- [Action item] In the records below, find the line that contains "filename backend/src/domain/user_account_service.rs" and the line that contains "fn user_not_found(id: UserId)". Set down exactly those lines and every line between them, and nothing more.

Collected data:

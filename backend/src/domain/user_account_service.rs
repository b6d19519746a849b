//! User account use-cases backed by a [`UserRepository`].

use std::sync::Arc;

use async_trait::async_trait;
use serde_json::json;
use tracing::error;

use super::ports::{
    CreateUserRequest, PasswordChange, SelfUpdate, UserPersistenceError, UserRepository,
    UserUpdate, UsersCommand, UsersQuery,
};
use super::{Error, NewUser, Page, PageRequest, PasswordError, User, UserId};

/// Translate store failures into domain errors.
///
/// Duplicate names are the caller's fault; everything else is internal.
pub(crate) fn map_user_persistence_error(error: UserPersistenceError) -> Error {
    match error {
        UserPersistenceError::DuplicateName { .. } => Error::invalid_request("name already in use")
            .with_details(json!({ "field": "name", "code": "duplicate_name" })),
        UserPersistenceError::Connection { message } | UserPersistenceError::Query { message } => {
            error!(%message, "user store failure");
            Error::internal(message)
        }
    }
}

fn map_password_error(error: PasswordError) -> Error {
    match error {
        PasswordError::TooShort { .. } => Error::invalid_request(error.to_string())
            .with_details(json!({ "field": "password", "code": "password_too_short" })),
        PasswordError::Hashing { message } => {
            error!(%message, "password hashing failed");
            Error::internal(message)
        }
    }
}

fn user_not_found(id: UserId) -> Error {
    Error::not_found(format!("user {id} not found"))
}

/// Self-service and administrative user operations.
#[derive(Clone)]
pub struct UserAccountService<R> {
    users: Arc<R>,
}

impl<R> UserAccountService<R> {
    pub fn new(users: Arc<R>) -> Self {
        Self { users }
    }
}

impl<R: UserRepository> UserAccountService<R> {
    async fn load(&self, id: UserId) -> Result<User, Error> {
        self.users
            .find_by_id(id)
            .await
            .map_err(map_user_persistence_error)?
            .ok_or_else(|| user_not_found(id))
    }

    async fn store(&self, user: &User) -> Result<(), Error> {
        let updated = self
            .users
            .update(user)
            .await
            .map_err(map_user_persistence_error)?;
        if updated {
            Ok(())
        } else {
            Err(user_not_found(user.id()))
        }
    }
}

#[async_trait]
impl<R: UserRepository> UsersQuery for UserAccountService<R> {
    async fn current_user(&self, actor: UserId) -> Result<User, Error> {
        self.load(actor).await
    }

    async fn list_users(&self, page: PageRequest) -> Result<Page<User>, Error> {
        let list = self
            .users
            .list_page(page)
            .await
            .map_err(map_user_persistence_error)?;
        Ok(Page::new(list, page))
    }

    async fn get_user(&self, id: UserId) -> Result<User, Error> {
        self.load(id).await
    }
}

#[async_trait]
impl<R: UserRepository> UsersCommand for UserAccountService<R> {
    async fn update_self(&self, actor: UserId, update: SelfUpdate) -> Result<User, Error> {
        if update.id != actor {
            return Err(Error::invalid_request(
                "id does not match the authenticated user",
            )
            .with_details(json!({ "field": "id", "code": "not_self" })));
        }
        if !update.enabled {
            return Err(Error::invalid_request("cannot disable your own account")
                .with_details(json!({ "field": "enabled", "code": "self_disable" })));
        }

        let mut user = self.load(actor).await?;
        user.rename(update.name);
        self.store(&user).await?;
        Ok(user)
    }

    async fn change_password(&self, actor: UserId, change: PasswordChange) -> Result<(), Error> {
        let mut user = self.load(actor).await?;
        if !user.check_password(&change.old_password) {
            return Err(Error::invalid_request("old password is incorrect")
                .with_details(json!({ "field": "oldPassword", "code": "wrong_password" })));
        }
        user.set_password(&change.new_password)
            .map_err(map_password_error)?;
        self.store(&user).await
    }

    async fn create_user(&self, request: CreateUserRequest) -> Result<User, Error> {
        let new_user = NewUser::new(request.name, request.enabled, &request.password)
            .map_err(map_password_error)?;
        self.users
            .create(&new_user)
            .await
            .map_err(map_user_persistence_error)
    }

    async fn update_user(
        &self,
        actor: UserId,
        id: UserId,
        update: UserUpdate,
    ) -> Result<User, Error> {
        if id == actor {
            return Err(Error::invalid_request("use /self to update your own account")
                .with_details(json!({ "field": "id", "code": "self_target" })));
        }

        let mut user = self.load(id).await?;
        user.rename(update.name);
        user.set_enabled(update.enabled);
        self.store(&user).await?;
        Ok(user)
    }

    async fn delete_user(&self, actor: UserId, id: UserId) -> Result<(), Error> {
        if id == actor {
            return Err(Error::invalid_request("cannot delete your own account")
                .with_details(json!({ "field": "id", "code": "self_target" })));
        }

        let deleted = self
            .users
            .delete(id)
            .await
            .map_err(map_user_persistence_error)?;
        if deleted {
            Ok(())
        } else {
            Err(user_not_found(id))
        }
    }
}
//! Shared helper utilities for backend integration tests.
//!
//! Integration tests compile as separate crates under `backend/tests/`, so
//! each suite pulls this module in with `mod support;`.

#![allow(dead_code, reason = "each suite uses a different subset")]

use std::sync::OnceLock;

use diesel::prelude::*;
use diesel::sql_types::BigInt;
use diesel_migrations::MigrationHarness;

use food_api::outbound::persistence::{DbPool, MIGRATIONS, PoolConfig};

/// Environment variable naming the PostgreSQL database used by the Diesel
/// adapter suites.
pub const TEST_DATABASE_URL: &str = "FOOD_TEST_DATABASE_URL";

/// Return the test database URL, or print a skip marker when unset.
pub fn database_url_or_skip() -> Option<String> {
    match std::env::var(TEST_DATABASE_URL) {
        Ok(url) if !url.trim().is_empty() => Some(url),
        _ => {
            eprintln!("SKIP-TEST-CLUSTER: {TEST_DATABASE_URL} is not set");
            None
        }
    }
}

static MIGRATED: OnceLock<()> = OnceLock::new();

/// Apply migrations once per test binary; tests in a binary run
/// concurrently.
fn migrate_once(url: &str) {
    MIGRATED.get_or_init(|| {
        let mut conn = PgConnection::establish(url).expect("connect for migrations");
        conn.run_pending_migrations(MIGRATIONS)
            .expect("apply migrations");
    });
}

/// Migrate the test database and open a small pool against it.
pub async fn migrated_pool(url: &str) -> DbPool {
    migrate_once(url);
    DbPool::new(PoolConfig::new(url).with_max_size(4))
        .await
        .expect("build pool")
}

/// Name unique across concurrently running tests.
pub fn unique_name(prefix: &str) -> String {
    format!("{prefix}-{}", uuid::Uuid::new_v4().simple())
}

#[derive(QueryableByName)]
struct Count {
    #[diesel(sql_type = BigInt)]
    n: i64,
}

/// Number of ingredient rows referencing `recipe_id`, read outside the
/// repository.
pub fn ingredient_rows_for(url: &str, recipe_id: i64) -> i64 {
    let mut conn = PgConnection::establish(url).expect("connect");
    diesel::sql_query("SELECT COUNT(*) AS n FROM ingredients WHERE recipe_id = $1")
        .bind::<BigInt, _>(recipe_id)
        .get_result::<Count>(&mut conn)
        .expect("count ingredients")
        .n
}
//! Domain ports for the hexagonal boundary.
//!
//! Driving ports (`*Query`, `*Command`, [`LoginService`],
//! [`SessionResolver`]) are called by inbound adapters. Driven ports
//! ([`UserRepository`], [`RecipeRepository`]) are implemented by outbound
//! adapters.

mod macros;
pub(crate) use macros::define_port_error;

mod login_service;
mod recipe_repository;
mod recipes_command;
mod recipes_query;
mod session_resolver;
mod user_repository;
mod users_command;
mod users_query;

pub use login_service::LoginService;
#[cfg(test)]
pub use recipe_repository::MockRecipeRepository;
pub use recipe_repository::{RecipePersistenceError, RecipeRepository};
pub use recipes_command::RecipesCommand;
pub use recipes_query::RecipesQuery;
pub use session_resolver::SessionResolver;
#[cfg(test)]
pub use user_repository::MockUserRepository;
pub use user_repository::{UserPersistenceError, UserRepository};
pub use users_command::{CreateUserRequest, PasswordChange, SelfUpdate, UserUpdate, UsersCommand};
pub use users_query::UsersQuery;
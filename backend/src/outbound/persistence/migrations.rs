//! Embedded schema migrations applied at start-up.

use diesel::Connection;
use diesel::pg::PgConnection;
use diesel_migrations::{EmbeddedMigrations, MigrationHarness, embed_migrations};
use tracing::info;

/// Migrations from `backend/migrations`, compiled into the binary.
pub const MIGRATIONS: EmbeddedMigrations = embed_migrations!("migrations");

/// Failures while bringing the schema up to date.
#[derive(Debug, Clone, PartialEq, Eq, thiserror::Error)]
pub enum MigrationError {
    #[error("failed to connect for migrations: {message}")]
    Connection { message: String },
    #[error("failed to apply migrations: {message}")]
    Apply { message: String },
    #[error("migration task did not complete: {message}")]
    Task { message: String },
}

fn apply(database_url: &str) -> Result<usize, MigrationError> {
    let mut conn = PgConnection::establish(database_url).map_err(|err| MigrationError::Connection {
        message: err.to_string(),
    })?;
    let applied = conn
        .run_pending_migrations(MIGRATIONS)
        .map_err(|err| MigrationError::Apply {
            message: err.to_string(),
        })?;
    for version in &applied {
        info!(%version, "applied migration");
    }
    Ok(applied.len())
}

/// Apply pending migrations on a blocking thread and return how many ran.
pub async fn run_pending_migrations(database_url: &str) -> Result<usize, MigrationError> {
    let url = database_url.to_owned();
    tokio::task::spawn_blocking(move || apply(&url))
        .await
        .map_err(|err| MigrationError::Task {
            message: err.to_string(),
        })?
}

--

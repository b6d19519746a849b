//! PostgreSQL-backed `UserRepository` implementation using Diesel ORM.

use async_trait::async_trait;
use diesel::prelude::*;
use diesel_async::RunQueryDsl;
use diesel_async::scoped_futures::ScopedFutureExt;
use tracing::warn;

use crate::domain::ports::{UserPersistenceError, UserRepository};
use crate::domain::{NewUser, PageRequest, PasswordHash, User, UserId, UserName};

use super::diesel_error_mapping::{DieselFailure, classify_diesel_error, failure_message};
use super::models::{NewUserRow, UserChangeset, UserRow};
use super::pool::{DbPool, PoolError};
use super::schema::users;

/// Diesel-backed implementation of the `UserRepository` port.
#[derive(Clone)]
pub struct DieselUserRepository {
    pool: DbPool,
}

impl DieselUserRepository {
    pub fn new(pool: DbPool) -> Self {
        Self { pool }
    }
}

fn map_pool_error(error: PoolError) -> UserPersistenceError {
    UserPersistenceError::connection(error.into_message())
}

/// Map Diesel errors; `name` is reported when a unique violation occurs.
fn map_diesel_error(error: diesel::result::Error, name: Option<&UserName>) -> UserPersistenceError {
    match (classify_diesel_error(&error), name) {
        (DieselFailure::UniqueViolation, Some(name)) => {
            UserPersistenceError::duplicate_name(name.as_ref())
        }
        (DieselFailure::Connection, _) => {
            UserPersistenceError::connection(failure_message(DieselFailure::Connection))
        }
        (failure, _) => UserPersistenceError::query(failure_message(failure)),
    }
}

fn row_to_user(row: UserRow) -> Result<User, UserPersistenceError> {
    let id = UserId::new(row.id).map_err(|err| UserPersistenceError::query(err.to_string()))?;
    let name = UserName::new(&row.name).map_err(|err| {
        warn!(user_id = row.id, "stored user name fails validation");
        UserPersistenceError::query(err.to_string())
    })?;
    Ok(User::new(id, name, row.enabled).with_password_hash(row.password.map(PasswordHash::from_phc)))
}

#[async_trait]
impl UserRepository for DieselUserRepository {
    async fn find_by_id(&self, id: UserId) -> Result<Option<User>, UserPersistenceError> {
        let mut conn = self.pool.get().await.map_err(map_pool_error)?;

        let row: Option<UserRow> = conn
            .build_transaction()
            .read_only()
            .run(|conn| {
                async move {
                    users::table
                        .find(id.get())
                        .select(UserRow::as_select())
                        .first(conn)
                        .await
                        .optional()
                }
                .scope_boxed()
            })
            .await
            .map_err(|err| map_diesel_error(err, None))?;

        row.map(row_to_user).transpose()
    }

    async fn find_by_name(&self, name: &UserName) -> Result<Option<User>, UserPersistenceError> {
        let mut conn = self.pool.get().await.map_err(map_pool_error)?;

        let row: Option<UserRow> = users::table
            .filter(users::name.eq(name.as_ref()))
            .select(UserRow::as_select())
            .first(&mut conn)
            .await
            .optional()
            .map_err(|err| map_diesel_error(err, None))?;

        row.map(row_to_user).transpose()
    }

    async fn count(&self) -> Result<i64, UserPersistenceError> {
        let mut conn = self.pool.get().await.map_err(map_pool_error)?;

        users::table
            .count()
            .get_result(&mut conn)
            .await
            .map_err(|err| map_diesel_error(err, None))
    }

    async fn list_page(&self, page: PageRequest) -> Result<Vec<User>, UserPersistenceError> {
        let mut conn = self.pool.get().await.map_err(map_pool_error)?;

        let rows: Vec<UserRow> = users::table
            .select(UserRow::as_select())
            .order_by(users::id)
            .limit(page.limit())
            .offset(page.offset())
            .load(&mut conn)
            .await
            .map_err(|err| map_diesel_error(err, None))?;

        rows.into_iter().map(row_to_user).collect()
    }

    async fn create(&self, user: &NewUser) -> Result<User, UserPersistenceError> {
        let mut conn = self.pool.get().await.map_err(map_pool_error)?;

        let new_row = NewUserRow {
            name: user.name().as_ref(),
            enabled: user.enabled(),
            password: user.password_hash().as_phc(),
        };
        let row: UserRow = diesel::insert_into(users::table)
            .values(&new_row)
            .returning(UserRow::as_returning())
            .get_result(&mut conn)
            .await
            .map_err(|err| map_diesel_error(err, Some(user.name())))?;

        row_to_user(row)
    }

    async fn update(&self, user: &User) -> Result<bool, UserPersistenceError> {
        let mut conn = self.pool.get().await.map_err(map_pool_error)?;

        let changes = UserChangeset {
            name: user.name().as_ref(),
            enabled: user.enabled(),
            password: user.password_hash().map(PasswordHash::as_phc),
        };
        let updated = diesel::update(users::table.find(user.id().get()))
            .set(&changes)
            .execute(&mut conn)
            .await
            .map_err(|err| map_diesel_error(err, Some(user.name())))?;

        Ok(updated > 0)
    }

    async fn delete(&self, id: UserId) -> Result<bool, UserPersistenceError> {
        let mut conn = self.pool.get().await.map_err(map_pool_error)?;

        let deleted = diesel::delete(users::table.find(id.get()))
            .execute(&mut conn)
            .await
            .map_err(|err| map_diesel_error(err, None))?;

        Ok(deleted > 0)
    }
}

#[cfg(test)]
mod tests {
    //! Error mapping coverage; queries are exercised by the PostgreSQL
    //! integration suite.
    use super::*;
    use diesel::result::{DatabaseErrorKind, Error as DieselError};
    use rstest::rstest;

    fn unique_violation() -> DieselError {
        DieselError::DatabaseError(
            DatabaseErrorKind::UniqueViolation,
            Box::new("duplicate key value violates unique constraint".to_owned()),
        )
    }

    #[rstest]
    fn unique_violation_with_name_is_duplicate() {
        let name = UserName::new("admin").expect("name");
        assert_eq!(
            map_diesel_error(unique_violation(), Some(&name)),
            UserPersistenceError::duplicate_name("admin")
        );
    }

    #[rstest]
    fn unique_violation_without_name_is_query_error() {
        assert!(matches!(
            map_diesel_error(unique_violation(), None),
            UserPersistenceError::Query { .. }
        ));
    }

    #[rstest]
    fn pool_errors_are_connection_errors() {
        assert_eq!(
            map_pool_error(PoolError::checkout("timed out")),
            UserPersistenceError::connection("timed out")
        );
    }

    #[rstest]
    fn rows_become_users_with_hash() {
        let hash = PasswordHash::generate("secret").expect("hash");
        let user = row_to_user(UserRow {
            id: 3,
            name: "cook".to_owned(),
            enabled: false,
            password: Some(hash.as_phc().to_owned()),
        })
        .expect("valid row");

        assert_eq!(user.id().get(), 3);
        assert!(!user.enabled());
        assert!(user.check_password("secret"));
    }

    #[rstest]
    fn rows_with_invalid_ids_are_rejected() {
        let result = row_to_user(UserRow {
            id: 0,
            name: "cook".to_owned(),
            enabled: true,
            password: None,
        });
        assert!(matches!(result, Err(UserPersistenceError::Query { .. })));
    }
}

- [Completed exercise]
filename backend/src/domain/user_account_service.rs
repository b6d19519746a849b
//! User account use-cases backed by a [`UserRepository`].

use std::sync::Arc;

use async_trait::async_trait;
use serde_json::json;
use tracing::error;

use super::ports::{
    CreateUserRequest, PasswordChange, SelfUpdate, UserPersistenceError, UserRepository,
    UserUpdate, UsersCommand, UsersQuery,
};
use super::{Error, NewUser, Page, PageRequest, PasswordError, User, UserId};

/// Translate store failures into domain errors.
///
/// Duplicate names are the caller's fault; everything else is internal.
pub(crate) fn map_user_persistence_error(error: UserPersistenceError) -> Error {
    match error {
        UserPersistenceError::DuplicateName { .. } => Error::invalid_request("name already in use")
            .with_details(json!({ "field": "name", "code": "duplicate_name" })),
        UserPersistenceError::Connection { message } | UserPersistenceError::Query { message } => {
            error!(%message, "user store failure");
            Error::internal(message)
        }
    }
}

fn map_password_error(error: PasswordError) -> Error {
    match error {
        PasswordError::TooShort { .. } => Error::invalid_request(error.to_string())
            .with_details(json!({ "field": "password", "code": "password_too_short" })),
        PasswordError::Hashing { message } => {
            error!(%message, "password hashing failed");
            Error::internal(message)
        }
    }
}

fn user_not_found(id: UserId) -> Error {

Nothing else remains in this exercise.